The primary purpose of this script is to crawl the pitchfork.com website for all album reviews and download the review text into a dataframe along with the artist and album name attributes. This methodology can be extended to include multiple other domains e.g. amazon reviews, rolling stone etc.

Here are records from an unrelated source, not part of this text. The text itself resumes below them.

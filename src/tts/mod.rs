pub mod interface;
pub mod elevenlabs;
pub mod storage;

pub use interface::SpeechSynthesizer;
pub use elevenlabs::ElevenLabsTTS;
pub use storage::{AudioStore, AudioWriter, AUDIO_ROUTE};
use axum::{
    http::StatusCode,
    response::{IntoResponse, Response},
    Json,
};
use serde_json::json;
use thiserror::Error;

/// Failures of the response generator.
///
/// The display strings are what a caller sees in `response_text` when
/// generation fails, so they read as complete sentences.
#[derive(Debug, Error)]
pub enum LlmError {
    #[error("Error: Missing HuggingFace API Key.")]
    MissingApiKey,

    #[error("Error: HuggingFace request failed: {0}")]
    Request(String),

    #[error("Error: Unexpected response format from HuggingFace API.")]
    UnexpectedFormat,
}

/// Failures of the speech synthesizer.
#[derive(Debug, Error)]
pub enum TtsError {
    #[error("Error: Missing ElevenLabs API Key.")]
    MissingApiKey,

    #[error("Error: ElevenLabs request failed: {0}")]
    Request(String),

    #[error("Error: Failed to store audio: {0}")]
    Storage(String),
}

impl From<std::io::Error> for TtsError {
    fn from(e: std::io::Error) -> Self {
        TtsError::Storage(e.to_string())
    }
}

/// Errors surfaced to HTTP callers as a JSON `{"error": ...}` body
#[derive(Debug, Error)]
pub enum ApiError {
    #[error("{0}")]
    BadRequest(String),

    #[error(transparent)]
    Internal(#[from] anyhow::Error),
}

impl IntoResponse for ApiError {
    fn into_response(self) -> Response {
        let status = match &self {
            ApiError::BadRequest(_) => StatusCode::BAD_REQUEST,
            ApiError::Internal(e) => {
                tracing::error!("Request failed: {:#}", e);
                StatusCode::INTERNAL_SERVER_ERROR
            }
        };

        (status, Json(json!({ "error": self.to_string() }))).into_response()
    }
}
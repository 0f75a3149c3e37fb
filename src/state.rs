use std::sync::Arc;

use anyhow::Context;

use crate::config::Config;
use crate::llm::{HuggingFaceLLM, ResponseGenerator};
use crate::pipeline::Pipeline;
use crate::tts::{AudioStore, ElevenLabsTTS, SpeechSynthesizer};
use crate::utils::build_http_client;

#[derive(Clone)]
pub struct AppState {
    pub config: Arc<Config>,
    pub audio_store: Arc<AudioStore>,
    pub pipeline: Pipeline,
}

impl AppState {
    /// Wire up the provider clients from configuration. Creates the audio
    /// directory if needed.
    pub fn new(config: Config) -> anyhow::Result<Self> {
        let audio_store = Arc::new(
            AudioStore::new(&config.system_config.audio_dir).with_context(|| {
                format!(
                    "Failed to create audio directory: {}",
                    config.system_config.audio_dir
                )
            })?,
        );

        let client = build_http_client(config.system_config.request_timeout())
            .context("Failed to build HTTP client")?;

        let generator: Arc<dyn ResponseGenerator> =
            Arc::new(HuggingFaceLLM::new(&config.llm_config, client.clone()));
        let synthesizer: Arc<dyn SpeechSynthesizer> = Arc::new(ElevenLabsTTS::new(
            &config.tts_config,
            client,
            audio_store.clone(),
        ));

        Ok(Self::with_components(config, audio_store, generator, synthesizer))
    }

    /// Build state around already constructed components
    pub fn with_components(
        config: Config,
        audio_store: Arc<AudioStore>,
        generator: Arc<dyn ResponseGenerator>,
        synthesizer: Arc<dyn SpeechSynthesizer>,
    ) -> Self {
        Self {
            config: Arc::new(config),
            audio_store,
            pipeline: Pipeline::new(generator, synthesizer),
        }
    }
}
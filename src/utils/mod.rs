pub mod http_client;

pub use http_client::build_http_client;
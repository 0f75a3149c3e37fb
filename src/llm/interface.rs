use async_trait::async_trait;

use crate::error::LlmError;

/// Produces a single reply for a user utterance.
///
/// Implementations do not validate the prompt; the request handler only
/// passes non-empty text.
#[async_trait]
pub trait ResponseGenerator: Send + Sync {
    async fn generate(&self, prompt: &str) -> Result<String, LlmError>;
}
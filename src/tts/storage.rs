use std::io::{self, ErrorKind};
use std::path::{Path, PathBuf};

use chrono::{Local, NaiveDateTime};
use tokio::fs::{self, File, OpenOptions};
use tokio::io::AsyncWriteExt;
use tracing::{debug, warn};

/// URL prefix the audio directory is served under
pub const AUDIO_ROUTE: &str = "/audio";

/// Upper bound on `_<n>` suffixes tried for one timestamp
const MAX_NAME_ATTEMPTS: u32 = 1000;

/// Flat directory of generated audio files.
///
/// Files are written under a hidden `.part` name and only renamed to their
/// final `response_<YYYYMMDD_HHMMSS>.mp3` name once every byte is on disk,
/// so a final name always refers to a complete file. Nothing here deletes
/// finished files.
#[derive(Debug, Clone)]
pub struct AudioStore {
    dir: PathBuf,
}

impl AudioStore {
    /// Open the store, creating the directory if it does not exist.
    pub fn new(dir: impl Into<PathBuf>) -> io::Result<Self> {
        let dir = dir.into();
        std::fs::create_dir_all(&dir)?;
        debug!("Audio directory ready: {}", dir.display());
        Ok(Self { dir })
    }

    pub fn dir(&self) -> &Path {
        &self.dir
    }

    /// Relative URL a stored file is served at
    pub fn url_for(file_name: &str) -> String {
        format!("{}/{}", AUDIO_ROUTE, file_name)
    }

    /// Reserve a file name for the current local time and open its
    /// temporary file.
    pub async fn reserve(&self) -> io::Result<AudioWriter> {
        self.reserve_at(Local::now().naive_local()).await
    }

    async fn reserve_at(&self, at: NaiveDateTime) -> io::Result<AudioWriter> {
        let stamp = at.format("%Y%m%d_%H%M%S").to_string();

        for attempt in 0..MAX_NAME_ATTEMPTS {
            let file_name = if attempt == 0 {
                format!("response_{}.mp3", stamp)
            } else {
                format!("response_{}_{}.mp3", stamp, attempt)
            };
            let final_path = self.dir.join(&file_name);
            if fs::try_exists(&final_path).await? {
                continue;
            }

            // Exclusive create on the temp name is the reservation; a second
            // request racing for the same name gets AlreadyExists.
            let temp_path = self.dir.join(format!(".{}.part", file_name));
            let file = match OpenOptions::new()
                .write(true)
                .create_new(true)
                .open(&temp_path)
                .await
            {
                Ok(file) => file,
                Err(e) if e.kind() == ErrorKind::AlreadyExists => continue,
                Err(e) => return Err(e),
            };

            // A writer may have renamed into this name between the checks
            if fs::try_exists(&final_path).await? {
                drop(file);
                let _ = fs::remove_file(&temp_path).await;
                continue;
            }

            return Ok(AudioWriter {
                file: Some(file),
                temp_path,
                final_path,
                file_name,
                bytes_written: 0,
                settled: false,
            });
        }

        Err(io::Error::new(
            ErrorKind::AlreadyExists,
            format!("no free audio file name for timestamp {}", stamp),
        ))
    }
}

/// An in-progress audio file.
///
/// Dropping a writer without calling [`AudioWriter::finish`] removes the
/// temporary file.
#[derive(Debug)]
pub struct AudioWriter {
    file: Option<File>,
    temp_path: PathBuf,
    final_path: PathBuf,
    file_name: String,
    bytes_written: u64,
    settled: bool,
}

impl AudioWriter {
    pub fn file_name(&self) -> &str {
        &self.file_name
    }

    pub fn bytes_written(&self) -> u64 {
        self.bytes_written
    }

    pub async fn write_chunk(&mut self, chunk: &[u8]) -> io::Result<()> {
        let file = self
            .file
            .as_mut()
            .ok_or_else(|| io::Error::new(ErrorKind::Other, "audio writer already closed"))?;
        file.write_all(chunk).await?;
        self.bytes_written += chunk.len() as u64;
        Ok(())
    }

    /// Flush to disk and move the file to its final name. Returns the
    /// final file name.
    pub async fn finish(mut self) -> io::Result<String> {
        let mut file = self
            .file
            .take()
            .ok_or_else(|| io::Error::new(ErrorKind::Other, "audio writer already closed"))?;
        file.flush().await?;
        file.sync_all().await?;
        drop(file);

        fs::rename(&self.temp_path, &self.final_path).await?;
        self.settled = true;

        debug!(
            "Stored audio file {} ({} bytes)",
            self.final_path.display(),
            self.bytes_written
        );
        Ok(std::mem::take(&mut self.file_name))
    }

    /// Discard the partial file.
    pub async fn abort(mut self) {
        self.file.take();
        if let Err(e) = fs::remove_file(&self.temp_path).await {
            warn!("Failed to remove partial audio file {}: {}", self.temp_path.display(), e);
        }
        self.settled = true;
    }
}

impl Drop for AudioWriter {
    fn drop(&mut self) {
        if !self.settled {
            self.file.take();
            let _ = std::fs::remove_file(&self.temp_path);
        }
    }
}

The secondary purpose was to trial a document matching algorithm on the newly created corpus; using a range of matching techniques the aim is to match a user's natuaral language query with the most appropriate album. 



# Section 1: web scraping

In [0]:
###mount drive
from google.colab import drive
drive.mount('/content/gdrive')

###change directory
%cd gdrive/My Drive/Colab Notebooks/album_reviews

Drive already mounted at /content/gdrive; to attempt to forcibly remount, call drive.mount("/content/gdrive", force_remount=True).
[Errno 2] No such file or directory: 'gdrive/My Drive/Colab Notebooks/album_reviews'
/content/gdrive/My Drive/Colab Notebooks/album_reviews


In [0]:
###libraries
import requests
from bs4 import BeautifulSoup
import pandas as pd 
import numpy as np
import pickle
!wget -c "https://s3.amazonaws.com/dl4j-distribution/GoogleNews-vectors-negative300.bin.gz"

## Pitchfork scrape

In [0]:
###webpages to scrape
pagelist = []
for i in range(1, 50):
  pagelist.append('https://pitchfork.com/reviews/albums/?page='+str(i))

###create table for hyperlinks
master_table_pitchfork = pd.DataFrame(columns=['href', 'artist', 'album'])

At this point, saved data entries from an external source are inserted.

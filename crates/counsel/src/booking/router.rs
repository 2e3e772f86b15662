use std::sync::Arc;

use axum::{
    extract::{Path, Query, State},
    http::StatusCode,
    response::{IntoResponse, Response},
    routing::{get, post},
    Router,
};
use chrono::NaiveDate;
use serde::Deserialize;
use serde_json::json;

use crate::error::store_error_response;
use crate::store::CounselStore;

use super::domain::BookingRequest;
use super::service::{BookingCoordinator, BookingError};

/// Public booking endpoints. No authentication: clients identify themselves
/// through the details they submit.
pub fn appointment_router<S>(coordinator: Arc<BookingCoordinator<S>>) -> Router
where
    S: CounselStore + 'static,
{
    Router::new()
        .route(
            "/appointment/counselors/available",
            get(available_counselors_handler::<S>),
        )
        .route("/appointment/book", post(book_handler::<S>))
        .route("/appointment/status/:email", get(status_handler::<S>))
        .with_state(coordinator)
}

#[derive(Debug, Deserialize)]
pub(crate) struct AvailabilityQuery {
    pub date: Option<NaiveDate>,
}

pub(crate) fn booking_error_response(error: &BookingError) -> Response {
    match error {
        BookingError::TransitionDenied { .. } | BookingError::InvalidSlotInterval => {
            let payload = json!({
                "error": error.to_string(),
            });
            (StatusCode::UNPROCESSABLE_ENTITY, axum::Json(payload)).into_response()
        }
        BookingError::Store(store_error) => store_error_response(store_error),
    }
}

async fn available_counselors_handler<S>(
    State(coordinator): State<Arc<BookingCoordinator<S>>>,
    Query(query): Query<AvailabilityQuery>,
) -> Response
where
    S: CounselStore + 'static,
{
    match coordinator.available_counselors(query.date) {
        Ok(counselors) => (StatusCode::OK, axum::Json(counselors)).into_response(),
        Err(error) => booking_error_response(&error),
    }
}

pub(crate) async fn book_handler<S>(
    State(coordinator): State<Arc<BookingCoordinator<S>>>,
    axum::Json(request): axum::Json<BookingRequest>,
) -> Response
where
    S: CounselStore + 'static,
{
    match coordinator.book_appointment(request) {
        Ok(booked) => {
            let payload = json!({
                "appointment_id": booked.appointment_id,
                "status": booked.status.label(),
                "scheduled_date": booked.scheduled_date,
                "scheduled_time": booked.scheduled_time,
                "counselor_name": booked.counselor_name,
                "message": "Appointment booked successfully.",
            });
            (StatusCode::OK, axum::Json(payload)).into_response()
        }
        Err(error) => booking_error_response(&error),
    }
}

pub(crate) async fn status_handler<S>(
    State(coordinator): State<Arc<BookingCoordinator<S>>>,
    Path(email): Path<String>,
) -> Response
where
    S: CounselStore + 'static,
{
    match coordinator.status_by_email(&email) {
        Ok(appointments) if appointments.is_empty() => {
            let payload = json!({
                "error": "No appointments found for this email",
            });
            (StatusCode::NOT_FOUND, axum::Json(payload)).into_response()
        }
        Ok(appointments) => (StatusCode::OK, axum::Json(appointments)).into_response(),
        Err(error) => booking_error_response(&error),
    }
}
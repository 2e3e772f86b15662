//! Pure scoring for the three-section stress self-assessment.
//!
//! Each section carries exactly ten answers. Sections 1 and 3 use a 1-5
//! scale, section 2 is binary (YES=1 / NO=5). Section 3 question 8 is the
//! one positive-valence question in a negative section and is score-reversed
//! (`6 - raw`) before aggregation; the reversed value is what gets persisted.

use std::collections::BTreeMap;
use std::fmt;

use serde::{Deserialize, Serialize};

pub const QUESTIONS_PER_SECTION: usize = 10;
const REVERSED_QUESTION: &str = "q8";

/// Raw client answers, one map per questionnaire section.
#[derive(Debug, Clone, PartialEq, Eq, Serialize, Deserialize)]
pub struct AssessmentAnswers {
    pub section1: BTreeMap<String, u8>,
    pub section2: BTreeMap<String, u8>,
    pub section3: BTreeMap<String, u8>,
}

/// Questionnaire sections, used for error reporting.
#[derive(Debug, Clone, Copy, PartialEq, Eq)]
pub enum Section {
    MentalHealthQuality,
    UniversityLife,
    SelfAssessment,
}

impl fmt::Display for Section {
    fn fmt(&self, f: &mut fmt::Formatter<'_>) -> fmt::Result {
        let name = match self {
            Section::MentalHealthQuality => "section 1",
            Section::UniversityLife => "section 2",
            Section::SelfAssessment => "section 3",
        };
        f.write_str(name)
    }
}

/// Malformed scoring input. Raised before any score is computed; values are
/// never silently coerced.
#[derive(Debug, Clone, PartialEq, Eq, thiserror::Error)]
pub enum ScoringError {
    #[error("{section}: missing answer for {question}")]
    MissingAnswer { section: Section, question: String },
    #[error("{section}: unexpected question '{question}'")]
    UnexpectedQuestion { section: Section, question: String },
    #[error("{section}: answer {value} for {question} is outside the allowed scale")]
    AnswerOutOfRange {
        section: Section,
        question: String,
        value: u8,
    },
}

/// Three-level stress classification derived from the overall score.
#[derive(Debug, Clone, Copy, PartialEq, Eq, Serialize, Deserialize)]
pub enum StressLevel {
    Low,
    Moderate,
    High,
}

const LOW_RECOMMENDATION: &str = "Your assessment indicates a low stress level. \
You're managing well! Continue maintaining healthy habits and reach out if you need support.";

const MODERATE_RECOMMENDATION: &str = "Your assessment indicates a moderate stress level. \
Consider speaking with a counselor to discuss strategies for managing stress and improving \
your well-being.";

const HIGH_RECOMMENDATION: &str = "Your assessment indicates a high stress level. \
We strongly recommend booking an appointment with a counselor to discuss your concerns \
and develop a support plan.";

impl StressLevel {
    /// Classify a rounded overall score. Boundaries are closed on the upper
    /// side: 2.33 is Low, 3.66 is Moderate.
    pub fn classify(overall_score: f64) -> Self {
        if overall_score <= 2.33 {
            StressLevel::Low
        } else if overall_score <= 3.66 {
            StressLevel::Moderate
        } else {
            StressLevel::High
        }
    }

    pub const fn recommendation(self) -> &'static str {
        match self {
            StressLevel::Low => LOW_RECOMMENDATION,
            StressLevel::Moderate => MODERATE_RECOMMENDATION,
            StressLevel::High => HIGH_RECOMMENDATION,
        }
    }

    pub const fn label(self) -> &'static str {
        match self {
            StressLevel::Low => "Low",
            StressLevel::Moderate => "Moderate",
            StressLevel::High => "High",
        }
    }

    pub fn from_label(label: &str) -> Option<Self> {
        match label {
            "Low" => Some(StressLevel::Low),
            "Moderate" => Some(StressLevel::Moderate),
            "High" => Some(StressLevel::High),
            _ => None,
        }
    }
}

impl fmt::Display for StressLevel {
    fn fmt(&self, f: &mut fmt::Formatter<'_>) -> fmt::Result {
        f.write_str(self.label())
    }
}

/// The validated, scored outcome of one submission. `answers.section3`
/// already carries the reversed value for q8.
#[derive(Debug, Clone, PartialEq)]
pub struct ScoredAssessment {
    pub answers: AssessmentAnswers,
    pub section1_score: f64,
    pub section2_score: f64,
    pub section3_score: f64,
    pub overall_score: f64,
    pub stress_level: StressLevel,
    pub recommendation: &'static str,
}

/// Reverse a 1-5 answer so the scale points the other way.
pub fn reverse_scale(answer: u8) -> u8 {
    6 - answer
}

/// Validate the raw answers, apply the section 3 q8 reversal, and compute
/// section scores, overall score, and classification.
///
/// Scores are `sum / 10.0` per section and the mean of the three sections
/// overall, each rounded to two decimals with ties rounding away from zero
/// (equivalent to round-half-up for these non-negative values).
pub fn score_assessment(mut answers: AssessmentAnswers) -> Result<ScoredAssessment, ScoringError> {
    validate_section(Section::MentalHealthQuality, &answers.section1, |v| {
        (1..=5).contains(&v)
    })?;
    validate_section(Section::UniversityLife, &answers.section2, |v| {
        v == 1 || v == 5
    })?;
    validate_section(Section::SelfAssessment, &answers.section3, |v| {
        (1..=5).contains(&v)
    })?;

    if let Some(raw) = answers.section3.get_mut(REVERSED_QUESTION) {
        *raw = reverse_scale(*raw);
    }

    let section1_score = section_score(&answers.section1);
    let section2_score = section_score(&answers.section2);
    let section3_score = section_score(&answers.section3);
    let overall_score = round2((section1_score + section2_score + section3_score) / 3.0);
    let stress_level = StressLevel::classify(overall_score);

    Ok(ScoredAssessment {
        answers,
        section1_score,
        section2_score,
        section3_score,
        overall_score,
        stress_level,
        recommendation: stress_level.recommendation(),
    })
}

fn section_score(answers: &BTreeMap<String, u8>) -> f64 {
    let sum: u32 = answers.values().map(|&v| u32::from(v)).sum();
    round2(f64::from(sum) / QUESTIONS_PER_SECTION as f64)
}

fn round2(value: f64) -> f64 {
    (value * 100.0).round() / 100.0
}

fn validate_section(
    section: Section,
    answers: &BTreeMap<String, u8>,
    allowed: fn(u8) -> bool,
) -> Result<(), ScoringError> {
    for index in 1..=QUESTIONS_PER_SECTION {
        let question = format!("q{index}");
        match answers.get(&question) {
            None => {
                return Err(ScoringError::MissingAnswer { section, question });
            }
            Some(&value) if !allowed(value) => {
                return Err(ScoringError::AnswerOutOfRange {
                    section,
                    question,
                    value,
                });
            }
            Some(_) => {}
        }
    }

    if answers.len() != QUESTIONS_PER_SECTION {
        let question = answers
            .keys()
            .find(|key| !is_expected_question(key))
            .cloned()
            .unwrap_or_default();
        return Err(ScoringError::UnexpectedQuestion { section, question });
    }

    Ok(())
}

fn is_expected_question(key: &str) -> bool {
    (1..=QUESTIONS_PER_SECTION).any(|index| key == format!("q{index}"))
}

#[cfg(test)]
mod tests {
    use super::*;

    fn uniform_section(value: u8) -> BTreeMap<String, u8> {
        (1..=QUESTIONS_PER_SECTION)
            .map(|index| (format!("q{index}"), value))
            .collect()
    }

    fn answers(s1: u8, s2: u8, s3: u8) -> AssessmentAnswers {
        AssessmentAnswers {
            section1: uniform_section(s1),
            section2: uniform_section(s2),
            section3: uniform_section(s3),
        }
    }

    #[test]
    fn worked_example_scores_low() {
        let scored = score_assessment(answers(2, 1, 2)).expect("valid input scores");

        assert_eq!(scored.section1_score, 2.0);
        assert_eq!(scored.section2_score, 1.0);
        // q8 raw 2 reverses to 4: (2 * 9 + 4) / 10 = 2.2
        assert_eq!(scored.section3_score, 2.2);
        assert_eq!(scored.overall_score, 1.73);
        assert_eq!(scored.stress_level, StressLevel::Low);
        assert_eq!(scored.recommendation, StressLevel::Low.recommendation());
    }

    #[test]
    fn reversed_value_is_what_gets_kept() {
        let scored = score_assessment(answers(1, 1, 2)).expect("valid input scores");
        assert_eq!(scored.answers.section3.get("q8"), Some(&4));
        assert_eq!(scored.answers.section3.get("q7"), Some(&2));
    }

    #[test]
    fn reversal_law_holds() {
        for raw in 1..=5u8 {
            assert_eq!(reverse_scale(reverse_scale(raw)), raw);
        }
        assert_eq!(reverse_scale(1), 5);
        assert_eq!(reverse_scale(5), 1);
        assert_eq!(reverse_scale(3), 3);
    }

    #[test]
    fn section_scores_stay_in_scale_bounds() {
        for value in [1u8, 5u8] {
            let scored = score_assessment(answers(value, value, value)).expect("valid input");
            for score in [
                scored.section1_score,
                scored.section2_score,
                scored.section3_score,
                scored.overall_score,
            ] {
                assert!((1.0..=5.0).contains(&score), "score {score} out of range");
            }
        }
    }

    #[test]
    fn classification_boundaries_are_closed_above() {
        assert_eq!(StressLevel::classify(2.33), StressLevel::Low);
        assert_eq!(StressLevel::classify(2.34), StressLevel::Moderate);
        assert_eq!(StressLevel::classify(3.66), StressLevel::Moderate);
        assert_eq!(StressLevel::classify(3.67), StressLevel::High);
    }

    #[test]
    fn high_classification_end_to_end() {
        let scored = score_assessment(answers(5, 5, 5)).expect("valid input");
        // q8 raw 5 reverses to 1: (5 * 9 + 1) / 10 = 4.6
        assert_eq!(scored.section3_score, 4.6);
        assert_eq!(scored.overall_score, 4.87);
        assert_eq!(scored.stress_level, StressLevel::High);
    }

    #[test]
    fn mixed_answers_round_to_two_decimals() {
        // section 1: five 1s and five 2s -> 15 / 10 = 1.5
        // section 3: all 1s with q8 reversed to 5 -> 14 / 10 = 1.4
        let mut input = answers(1, 1, 1);
        for index in 6..=QUESTIONS_PER_SECTION {
            input.section1.insert(format!("q{index}"), 2);
        }
        let scored = score_assessment(input).expect("valid input");
        assert_eq!(scored.section1_score, 1.5);
        assert_eq!(scored.section3_score, 1.4);
        assert_eq!(scored.overall_score, 1.3);
    }

    #[test]
    fn missing_answer_is_rejected() {
        let mut input = answers(2, 1, 2);
        input.section1.remove("q4");
        let err = score_assessment(input).expect_err("missing key rejected");
        assert_eq!(
            err,
            ScoringError::MissingAnswer {
                section: Section::MentalHealthQuality,
                question: "q4".to_string(),
            }
        );
    }

    #[test]
    fn unexpected_question_is_rejected() {
        let mut input = answers(2, 1, 2);
        input.section3.insert("q11".to_string(), 3);
        let err = score_assessment(input).expect_err("extra key rejected");
        assert_eq!(
            err,
            ScoringError::UnexpectedQuestion {
                section: Section::SelfAssessment,
                question: "q11".to_string(),
            }
        );
    }

    #[test]
    fn out_of_range_answer_is_rejected() {
        let mut input = answers(2, 1, 2);
        input.section1.insert("q2".to_string(), 6);
        let err = score_assessment(input).expect_err("out of range rejected");
        assert_eq!(
            err,
            ScoringError::AnswerOutOfRange {
                section: Section::MentalHealthQuality,
                question: "q2".to_string(),
                value: 6,
            }
        );
    }

    #[test]
    fn binary_section_rejects_mid_scale_values() {
        let mut input = answers(2, 1, 2);
        input.section2.insert("q6".to_string(), 3);
        let err = score_assessment(input).expect_err("binary section enforced");
        assert_eq!(
            err,
            ScoringError::AnswerOutOfRange {
                section: Section::UniversityLife,
                question: "q6".to_string(),
                value: 3,
            }
        );
    }
}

###function to scrape hyperlinks and extract artist/album tags
for i in pagelist:

  page = requests.get(i)
  soup = BeautifulSoup(page.text, 'html.parser').find_all('div', attrs={"class":"review"})

  for div in soup:
    href = ['https://pitchfork.com/'+div.find('a',attrs={"class":"review__link"})['href']]
    artist = [div.find('li').text]
    album = [div.find('h2').text]

    new_table = pd.DataFrame(
        {'href': href,
        'artist': artist,
        'album': album
        })

    master_table_pitchfork = master_table_pitchfork.append(new_table)

In [0]:
###scrape webpage for album review text
review_text = []

for i in range(0,588):
  
  href = master_table_pitchfork.iloc[i][0]
  page = requests.get(href)

  if not page:
    review_text.append("NULL")

  else: 
    soup = BeautifulSoup(page.text, 'html.parser').find_all('div', attrs={"class":"contents"})
  
    for div in soup:
    
      if div.text:
        review_text.append(div.text)

In [0]:
master_table_pitchfork = master_table_pitchfork.assign(review_text=review_text)

## NME scrape

In [0]:
###webpages to scrape
pagelist = []
for i in range(1, 2):
  pagelist.append('https://www.nme.com/reviews/album/page/'+str(i))

###create table for hyperlinks
master_table_nme = pd.DataFrame(columns=['href', 'artist','album'])

###function to scrape hyperlinks and extract artist/album tags
for i in pagelist:

  page = requests.get(i)
  soup = BeautifulSoup(page.text, 'html.parser').find_all('li', attrs={"class":"listing-item"})
  href = []
  artist = []
  album = []

  for i in soup:
    
    for a in i.find_all('a'):
      href.append(a['href'])

    for header in i.find_all("h3"):
      header_1 = header.text.strip()
      artist1 = header_1.split(' –')[0]
      artist.append(artist1)
      try: 
        album1 = header_1.split('\'')[1]
        album2 = album1.split('\'')[0]
        album.append(album2)
      except:
        album1 = header_1.split('‘')[1]
        album2 = album1.split('’')[0]
        album.append(album2)

new_table = pd.DataFrame({'href': href,'artist': artist,'album': album})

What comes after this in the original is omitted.